In October 2022, the FSA issued an invitation to tender for a review of the Novel Foods Regulatory Framework, the process by which new foods are brought onto the UK market. Deloitte was selected and has published its key findings in the form of an executive summary, which proposes a range of alternative regulatory models on which the FSA could base a revamped UK-specific Novel Foods Regulatory Framework. The problems with the current system are considered and will come as a surprise to few with experience of the current system, including inefficiency, and a lack of guidance and transparency.

The features of the models considered better reflect the wide range of products which could be caught by novel food regulations, including. They five options suggested (detailed in a previous NI article​) cover everything from simply removing the main 'pain points’ from the existing process, to removing the Novel Foods Regulatory Framework in its current form to focus more on consumer awareness of novel food safety.

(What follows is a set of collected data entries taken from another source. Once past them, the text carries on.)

use crate::{
    app::{AppError, AppResult, ParamsError},
    auth::UserClaims,
};
use database::StatusDatabase;
use model::{list_item::set_list_item_status, status::add_status, JsonRpcRequest};
use std::convert::TryFrom;

pub struct StatusController {
    status_db: StatusDatabase,
}

impl StatusController {
    pub fn new(status_db: StatusDatabase) -> Self {
        Self { status_db }
    }

    pub async fn add_status(
        &self,
        request: JsonRpcRequest,
        claims: &UserClaims,
    ) -> AppResult<add_status::MethodResult> {
        use add_status::{MethodResult, Params};
        let params = Params::try_from(request)?;

        match self.status_db.insert_status(&params.label, claims.uuid).await? {
            Some(status) => Ok(MethodResult::new(status.uuid, status.label)),
            None => Err(AppError::not_found()
                .with_message("user does not exist")
                .with_context(&claims.uuid)),
        }
    }

    pub async fn set_list_item_status(
        &self,
        request: JsonRpcRequest,
        claims: &UserClaims,
    ) -> AppResult<set_list_item_status::MethodResult> {
        use set_list_item_status::{MethodResult, Params};
        let params = Params::try_from(request)?;

        let updated = self
            .status_db
            .set_list_item_status(params.id, params.status_id, claims.uuid)
            .await?;
        if !updated {
            info!(
                "no list item '{}' or status '{:?}' to update",
                params.id, params.status_id
            );
        }

        Ok(MethodResult::new(updated))
    }
}

impl ParamsError for add_status::InvalidParams {}
impl ParamsError for set_list_item_status::InvalidParams {}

The report doesn’t shy away from the need for sweeping reform. In fact, it aims to “demonstrate the art of the possible”, which presumably means doing away with much of the current regime and starting again. The flexibility and opportunities that come with this approach would presumably allow for a more nuanced approach, accounting for the increasingly wide and complex range of products coming under its jurisdiction.

Taking the same regulatory approach in respect of both CBD products and Sarms arguably doesn’t add up. Both categories of product technically fall within the existing definition of a novel food, but that’s about where the similarities end. Applying such a blunt approach only alienates business and consumers, who could otherwise be brought along for the journey towards potential authorisation.

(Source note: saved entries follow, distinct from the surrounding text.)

#![allow(clippy::new_without_default)]

use serde::{de::DeserializeOwned, Serialize};
use serde_json::Value;
use std::{
    convert::{Infallible, TryFrom},
    error::Error,
    fmt::Display,
    str::FromStr,
};

pub use methods::*;
pub use pagination::{InvalidPagination, Pagination};

mod methods;
mod pagination;

mod method_names {
    pub const REGISTER_USER: &str = "register_user";
    pub const GET_TOKEN: &str = "get_token";
    pub const REFRESH_TOKEN: &str = "refresh_token";
    pub const LOGOUT: &str = "logout";
    pub const GET_USER: &str = "get_user";

    pub const ADD_LIST: &str = "add_list";
    pub const GET_LISTS: &str = "get_lists";
    pub const DELETE_LIST: &str = "delete_list";
    pub const ADD_ITEM: &str = "add_item";
    pub const ADD_STATUS: &str = "add_status";

    pub const ADD_LIST_ITEM: &str = "add_list_item";
    pub const REMOVE_LIST_ITEM: &str = "remove_list_item";
    pub const MOVE_LIST_ITEM: &str = "move_list_item";
    pub const MOVE_LIST_ITEM_TO_LIST: &str = "move_list_item_to_list";
    pub const GET_LIST_ITEMS: &str = "get_list_items";
    pub const SET_LIST_ITEM_STATUS: &str = "set_list_item_status";
}

pub mod error_codes {
    pub mod standard {
        pub const PARSE_ERROR: i32 = -32700;
        pub const INVALID_REQUEST: i32 = -32600;
        pub const METHOD_NOT_FOUND: i32 = -32601;
        pub const INVALID_PARAMS: i32 = -32602;
        pub const INTERNAL_ERROR: i32 = -32603;
    }

    pub mod application {
        pub const ITEM_DOES_NOT_EXIST: i32 = -31999;
        pub const NOT_AUTHORIZED: i32 = -31998;
        pub const CONFLICT: i32 = -31997;
    }
}

/// A JSONRPC method
#[derive(Debug, Clone, Copy, PartialEq, Eq)]
pub enum Method {
    /// Register a new user, seeding a default list and status
    RegisterUser,
    /// Get a JWT and a refresh token
    GetToken,
    /// Trade a refresh token for a new JWT
    RefreshToken,
    /// Revoke a refresh token
    Logout,
    /// Look up the caller, or any user for a superuser
    GetUser,

    /// Add a list owned by the caller
    AddList,
    /// Get the lists owned by the caller
    GetLists,
    /// Delete a list owned by the caller, with its list items
    DeleteList,
    /// Add a catalog item
    AddItem,
    /// Add a status label owned by the caller
    AddStatus,

    /// Place an item into a list at a position
    AddListItem,
    /// Remove a list item from its list
    RemoveListItem,
    /// Move a list item to another position in the same list
    MoveListItem,
    /// Move a list item into another list
    MoveListItemToList,
    /// Get a page of the list items of a list, in order
    GetListItems,
    /// Set or clear the status of a list item
    SetListItemStatus,
}

impl Method {
    /// Methods that can be called without a token.
    pub fn is_anonymous(&self) -> bool {
        matches!(
            self,
            Method::RegisterUser | Method::GetToken | Method::RefreshToken
        )
    }
}

impl FromStr for Method {
    type Err = (); // any failure means the method simply doesn't exist
    fn from_str(s: &str) -> Result<Method, Self::Err> {
        use method_names::*;
        use Method::*;
        match s {
            REGISTER_USER => Ok(RegisterUser),
            GET_TOKEN => Ok(GetToken),
            REFRESH_TOKEN => Ok(RefreshToken),
            LOGOUT => Ok(Logout),
            GET_USER => Ok(GetUser),
            ADD_LIST => Ok(AddList),
            GET_LISTS => Ok(GetLists),
            DELETE_LIST => Ok(DeleteList),
            ADD_ITEM => Ok(AddItem),
            ADD_STATUS => Ok(AddStatus),
            ADD_LIST_ITEM => Ok(AddListItem),
            REMOVE_LIST_ITEM => Ok(RemoveListItem),
            MOVE_LIST_ITEM => Ok(MoveListItem),
            MOVE_LIST_ITEM_TO_LIST => Ok(MoveListItemToList),
            GET_LIST_ITEMS => Ok(GetListItems),
            SET_LIST_ITEM_STATUS => Ok(SetListItemStatus),
            _ => Err(()),
        }
    }
}

impl Display for Method {
    fn fmt(&self, f: &mut std::fmt::Formatter<'_>) -> std::fmt::Result {
        use method_names::*;
        use Method::*;
        let output = match self {
            RegisterUser => REGISTER_USER,
            GetToken => GET_TOKEN,
            RefreshToken => REFRESH_TOKEN,
            Logout => LOGOUT,
            GetUser => GET_USER,
            AddList => ADD_LIST,
            GetLists => GET_LISTS,
            DeleteList => DELETE_LIST,
            AddItem => ADD_ITEM,
            AddStatus => ADD_STATUS,
            AddListItem => ADD_LIST_ITEM,
            RemoveListItem => REMOVE_LIST_ITEM,
            MoveListItem => MOVE_LIST_ITEM,
            MoveListItemToList => MOVE_LIST_ITEM_TO_LIST,
            GetListItems => GET_LIST_ITEMS,
            SetListItemStatus => SET_LIST_ITEM_STATUS,
        };
        write!(f, "{}", output)
    }
}

#[derive(serde::Serialize, serde::Deserialize, Clone, Debug, Copy)]
pub enum JsonRpcVersion {
    #[serde(alias = "2.0", rename = "2.0")]
    Two,
}

/// A JSONRPC request.
#[derive(serde::Deserialize, serde::Serialize, Debug, Clone)]
#[non_exhaustive]
pub struct JsonRpcRequest {
    /// JSONRPC version.
    pub jsonrpc: JsonRpcVersion,
    /// RPC method to call.
    pub method: String,
    /// Parameters to pass to the method.
    pub params: Value,
    /// A response to this request should contain this same id (provided by the requester).
    /// If the request is a notification, then `id` is `None`.
    pub id: Option<String>,
}

impl JsonRpcRequest {
    pub fn new<T>(method: String, params: T, id: Option<String>) -> Result<Self, serde_json::Error>
    where
        T: Serialize,
    {
        Ok(Self {
            jsonrpc: JsonRpcVersion::Two,
            method,
            params: serde_json::to_value(params)?,
            id,
        })
    }

    pub fn is_notification(&self) -> bool {
        self.id.is_none()
    }
}

/// A JSONRPC response object. Contains _either_ a `result` (in case of success) or `error` (in case of failure).
#[derive(serde::Serialize, serde::Deserialize, Debug, Clone)]
#[non_exhaustive]
pub struct JsonRpcResponse {
    /// JSONRPC version of the response.
    pub jsonrpc: JsonRpcVersion,
    /// Optional data to be returned in case of success
    #[serde(skip_serializing_if = "Option::is_none")]
    pub result: Option<Value>,
    /// Optional data to be returned in case of failure
    #[serde(skip_serializing_if = "Option::is_none")]
    pub error: Option<JsonRpcError>,
    /// Id corresponding to `id` property of request (if any)
    #[serde(skip_serializing_if = "Option::is_none")]
    pub id: Option<String>,
}

impl JsonRpcResponse {
    pub fn is_success(&self) -> bool {
        self.error.is_none()
    }

    /// Deserialize the contained json result (if any)
    pub fn result_as<T>(self) -> Result<Option<T>, serde_json::Error>
    where
        T: DeserializeOwned,
    {
        Ok(match self.result {
            Some(r) => {
                let deserialized: T = serde_json::from_value(r)?;
                Some(deserialized)
            }
            None => None,
        })
    }

    /// Create a `JsonRpcResponse` with a `result` property (indicating success).
    ///
    /// A result that fails to serialize is turned into an internal error response.
    pub fn success<T: Serialize>(result: T, id: Option<String>) -> Self {
        match serde_json::to_value(result) {
            Ok(value) => Self {
                jsonrpc: JsonRpcVersion::Two,
                result: Some(value),
                error: None,
                id,
            },
            Err(serde_error) => Self::error(
                JsonRpcError::internal_error()
                    .with_message(format!("failed to serialize result: '{}'", serde_error)),
                id,
            ),
        }
    }

    /// Create a `JsonRpcResponse` with an `error` property (indicating failure).
    pub fn error(error: JsonRpcError, id: Option<String>) -> Self {
        Self {
            jsonrpc: JsonRpcVersion::Two,
            result: None,
            error: Some(error),
            id,
        }
    }
}

/// Error object to be returned in a `JsonRpcResponse` if something failed.
#[derive(serde::Serialize, serde::Deserialize, Debug, Clone, PartialEq)]
#[non_exhaustive]
pub struct JsonRpcError {
    /// JSONRPC error code.
    pub code: i32,
    /// Short description of what went wrong.
    pub message: String,
    /// Optional field containing structured error information.
    #[serde(skip_serializing_if = "Option::is_none")]
    pub data: Option<Value>,
}

impl JsonRpcError {
    fn new(code: ErrorCode, message: String, data: Option<Value>) -> Self {
        Self {
            code: code.into(),
            message,
            data,
        }
    }

    /// Set the `message` property on `self`.
    pub fn with_message<T>(mut self, message: T) -> Self
    where
        T: Into<String>,
    {
        self.message = message.into();
        self
    }

    /// Set the `data` property on `self`. Data that fails to serialize is dropped.
    pub fn with_data<T: Serialize>(mut self, data: T) -> Self {
        self.data = serde_json::to_value(data).ok();
        self
    }

    /// Constructor for a "Method not found" JSONRPC error.
    ///
    /// ## Definition
    /// The method does not exist / is not available.
    pub fn method_not_found() -> Self {
        Self::new(
            ErrorCode::MethodNotFound,
            "Method not found".to_owned(),
            None,
        )
    }

    /// Constructor for a "Invalid request" JSONRPC error.
    ///
    /// ## Definition
    /// The JSON sent is not a valid Request object.
    pub fn invalid_request() -> Self {
        Self::new(
            ErrorCode::InvalidRequest,
            "Invalid request".to_owned(),
            None,
        )
    }

    /// Constructor for an "Invalid params" JSONRPC error.
    ///
    /// ## Definition
    /// Invalid method parameter(s).
    pub fn invalid_params() -> Self {
        Self::new(ErrorCode::InvalidParams, "Invalid params".to_owned(), None)
    }

    /// Constructor for an "Internal error" JSONRPC error.
    ///
    /// ## Definition
    /// Internal JSON-RPC error.
    pub fn internal_error() -> Self {
        Self::new(ErrorCode::InternalError, "Internal error".to_owned(), None)
    }

    /// Constructor for an "Application error" webserver error.
    ///
    /// This error means your request could not be processed due to a failure in the application level logic.
    /// Reserved codes (see the [JSONRPC specification](https://www.jsonrpc.org/specification#error_object))
    /// are replaced by an internal error.
    pub fn application_error(code: i32) -> Self {
        if ErrorCode::is_reserved(code) {
            return Self::internal_error()
                .with_message(format!("error code '{}' is reserved", code));
        }
        Self {
            code,
            message: String::new(),
            data: None,
        }
    }

    /// Constructor for a "Not found" webserver error.
    pub fn not_found() -> Self {
        Self::application_error(error_codes::application::ITEM_DOES_NOT_EXIST)
            .with_message("not found")
    }

    /// Constructor for a "Not permitted" webserver error.
    pub fn not_permitted() -> Self {
        Self::application_error(error_codes::application::NOT_AUTHORIZED)
            .with_message("not permitted")
    }

    /// Constructor for a "Conflict" webserver error, the request can be retried as is.
    pub fn conflict() -> Self {
        Self::application_error(error_codes::application::CONFLICT)
            .with_message("concurrent modification, retry the request")
    }

    pub fn database_error() -> Self {
        Self::internal_error().with_message("database error")
    }
}

impl From<Infallible> for JsonRpcError {
    fn from(_: Infallible) -> Self {
        unreachable!()
    }
}

/// Code identifying which type of error has occurred.
pub enum ErrorCode {
    /// Invalid JSON was received.
    ParseError,
    /// The JSON received was not a valid JSONRPC request object.
    InvalidRequest,
    /// The method does not exist / is not available.
    MethodNotFound,
    /// Invalid method parameter(s).
    InvalidParams,
    /// Internal JSONRPC error.
    InternalError,
}

impl ErrorCode {
    pub fn is_reserved(code: i32) -> bool {
        (-32768..=-32000).contains(&code)
    }
}

impl From<ErrorCode> for i32 {
    fn from(error_code: ErrorCode) -> Self {
        match error_code {
            ErrorCode::ParseError => error_codes::standard::PARSE_ERROR,
            ErrorCode::InvalidRequest => error_codes::standard::INVALID_REQUEST,
            ErrorCode::MethodNotFound => error_codes::standard::METHOD_NOT_FOUND,
            ErrorCode::InvalidParams => error_codes::standard::INVALID_PARAMS,
            ErrorCode::InternalError => error_codes::standard::INTERNAL_ERROR,
        }
    }
}

impl TryFrom<i32> for ErrorCode {
    type Error = ();

    fn try_from(value: i32) -> Result<Self, Self::Error> {
        Ok(match value {
            error_codes::standard::PARSE_ERROR => ErrorCode::ParseError,
            error_codes::standard::INVALID_REQUEST => ErrorCode::InvalidRequest,
            error_codes::standard::INTERNAL_ERROR => ErrorCode::InternalError,
            error_codes::standard::INVALID_PARAMS => ErrorCode::InvalidParams,
            error_codes::standard::METHOD_NOT_FOUND => ErrorCode::MethodNotFound,
            _ => return Err(()),
        })
    }
}

/// Parse the `params` of `request` into a method's params builder.
fn parse_params<T>(request: JsonRpcRequest) -> Result<T, serde_json::Error>
where
    T: DeserializeOwned,
{
    serde_json::from_value(request.params)
}

fn invalid_params_serde_message(err: &serde_json::Error) -> String {
    format!("invalid format of params object: '{}'", err)
}

fn generic_invalid_value_message(param_name: &str) -> String {
    format!("invalid value of '{}'", param_name)
}

fn invalid_value_because_message(param_name: &str, clarification: String) -> String {
    format!(
        "{}, {}",
        generic_invalid_value_message(param_name),
        clarification
    )
}

impl Error for JsonRpcError {}

impl Display for JsonRpcError {
    fn fmt(&self, f: &mut std::fmt::Formatter<'_>) -> std::fmt::Result {
        write!(f, "{} ({})", self.message, self.code)
    }
}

The executive summary is just that: It’s fairly high-level stuff and could arguably be criticised for proposing such a wide range of alternatives (anything and everything), that it doesn’t take the discussion much further forward. However, embracing the proposition that starting from scratch might be the best approach is to the FSA’s credit, and about as progressive a starting position as can be expected in the usually cautious world of regulation.